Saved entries
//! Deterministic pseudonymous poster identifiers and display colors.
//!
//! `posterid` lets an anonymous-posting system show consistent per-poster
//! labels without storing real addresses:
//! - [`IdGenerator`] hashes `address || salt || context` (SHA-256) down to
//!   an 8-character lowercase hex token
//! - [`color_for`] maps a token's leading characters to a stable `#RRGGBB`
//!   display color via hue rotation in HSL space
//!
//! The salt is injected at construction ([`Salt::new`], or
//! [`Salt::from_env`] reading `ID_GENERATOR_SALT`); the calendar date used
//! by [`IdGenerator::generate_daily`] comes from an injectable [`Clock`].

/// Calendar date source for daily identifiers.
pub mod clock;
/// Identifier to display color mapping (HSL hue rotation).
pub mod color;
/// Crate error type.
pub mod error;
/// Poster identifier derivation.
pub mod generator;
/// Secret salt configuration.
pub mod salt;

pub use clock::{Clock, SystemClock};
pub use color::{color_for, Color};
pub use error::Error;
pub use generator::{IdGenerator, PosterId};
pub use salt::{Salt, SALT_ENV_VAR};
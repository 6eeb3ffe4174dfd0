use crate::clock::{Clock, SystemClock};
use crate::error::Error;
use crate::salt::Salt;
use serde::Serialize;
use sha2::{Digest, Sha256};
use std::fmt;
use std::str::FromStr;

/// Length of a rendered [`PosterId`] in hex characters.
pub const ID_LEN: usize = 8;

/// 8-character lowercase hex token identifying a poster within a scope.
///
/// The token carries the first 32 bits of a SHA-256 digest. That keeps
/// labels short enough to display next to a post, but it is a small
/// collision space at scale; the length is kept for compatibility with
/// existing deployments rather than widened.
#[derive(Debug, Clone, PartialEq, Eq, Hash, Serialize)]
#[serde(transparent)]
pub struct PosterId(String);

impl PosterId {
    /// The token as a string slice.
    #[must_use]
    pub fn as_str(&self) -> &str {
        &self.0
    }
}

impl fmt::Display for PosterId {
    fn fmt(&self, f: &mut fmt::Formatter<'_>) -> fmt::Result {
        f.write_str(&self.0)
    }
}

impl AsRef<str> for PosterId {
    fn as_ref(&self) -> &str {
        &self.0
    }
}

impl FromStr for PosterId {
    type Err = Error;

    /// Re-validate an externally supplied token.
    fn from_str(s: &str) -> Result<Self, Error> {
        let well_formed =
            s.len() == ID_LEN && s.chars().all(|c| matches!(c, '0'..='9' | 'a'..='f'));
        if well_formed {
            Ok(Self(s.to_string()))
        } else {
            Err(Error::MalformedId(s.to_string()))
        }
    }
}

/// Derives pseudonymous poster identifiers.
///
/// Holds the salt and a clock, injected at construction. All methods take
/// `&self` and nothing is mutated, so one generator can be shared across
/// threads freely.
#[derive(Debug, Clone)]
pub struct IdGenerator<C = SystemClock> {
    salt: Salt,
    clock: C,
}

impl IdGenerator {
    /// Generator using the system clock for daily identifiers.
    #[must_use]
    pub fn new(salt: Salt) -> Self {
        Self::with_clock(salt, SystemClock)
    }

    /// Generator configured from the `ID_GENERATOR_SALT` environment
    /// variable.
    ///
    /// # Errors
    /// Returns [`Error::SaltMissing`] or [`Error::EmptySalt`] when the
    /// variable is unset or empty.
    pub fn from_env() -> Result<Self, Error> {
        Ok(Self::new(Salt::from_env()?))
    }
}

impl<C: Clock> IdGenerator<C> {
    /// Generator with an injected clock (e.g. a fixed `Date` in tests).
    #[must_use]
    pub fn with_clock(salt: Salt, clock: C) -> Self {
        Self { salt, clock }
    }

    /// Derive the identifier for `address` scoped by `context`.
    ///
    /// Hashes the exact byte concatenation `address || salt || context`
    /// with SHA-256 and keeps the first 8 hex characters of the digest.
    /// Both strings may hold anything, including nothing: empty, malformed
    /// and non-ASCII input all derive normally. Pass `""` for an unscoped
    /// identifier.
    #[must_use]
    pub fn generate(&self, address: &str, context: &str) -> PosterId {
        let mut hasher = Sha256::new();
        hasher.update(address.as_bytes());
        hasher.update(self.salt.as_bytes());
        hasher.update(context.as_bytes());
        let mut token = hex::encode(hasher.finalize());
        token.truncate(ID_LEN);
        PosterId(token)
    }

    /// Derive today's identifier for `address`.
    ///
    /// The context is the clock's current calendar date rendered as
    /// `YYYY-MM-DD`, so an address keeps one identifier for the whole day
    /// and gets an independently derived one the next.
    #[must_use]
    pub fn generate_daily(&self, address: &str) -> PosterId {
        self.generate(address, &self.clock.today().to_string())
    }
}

● **What you need to do**: What do the lines above say from the one containing "fn from_str(s: &str)" down to the one containing "of the digest."? Return them exactly, both end lines included, and only them.

● **Solution**:
    fn from_str(s: &str) -> Result<Self, Error> {
        let well_formed =
            s.len() == ID_LEN && s.chars().all(|c| matches!(c, '0'..='9' | 'a'..='f'));
        if well_formed {
            Ok(Self(s.to_string()))
        } else {
            Err(Error::MalformedId(s.to_string()))
        }
    }
}

/// Derives pseudonymous poster identifiers.
///
/// Holds the salt and a clock, injected at construction. All methods take
/// `&self` and nothing is mutated, so one generator can be shared across
/// threads freely.
#[derive(Debug, Clone)]
pub struct IdGenerator<C = SystemClock> {
    salt: Salt,
    clock: C,
}

impl IdGenerator {
    /// Generator using the system clock for daily identifiers.
    #[must_use]
    pub fn new(salt: Salt) -> Self {
        Self::with_clock(salt, SystemClock)
    }

    /// Generator configured from the `ID_GENERATOR_SALT` environment
    /// variable.
    ///
    /// # Errors
    /// Returns [`Error::SaltMissing`] or [`Error::EmptySalt`] when the
    /// variable is unset or empty.
    pub fn from_env() -> Result<Self, Error> {
        Ok(Self::new(Salt::from_env()?))
    }
}

impl<C: Clock> IdGenerator<C> {
    /// Generator with an injected clock (e.g. a fixed `Date` in tests).
    #[must_use]
    pub fn with_clock(salt: Salt, clock: C) -> Self {
        Self { salt, clock }
    }

    /// Derive the identifier for `address` scoped by `context`.
    ///
    /// Hashes the exact byte concatenation `address || salt || context`
    /// with SHA-256 and keeps the first 8 hex characters of the digest.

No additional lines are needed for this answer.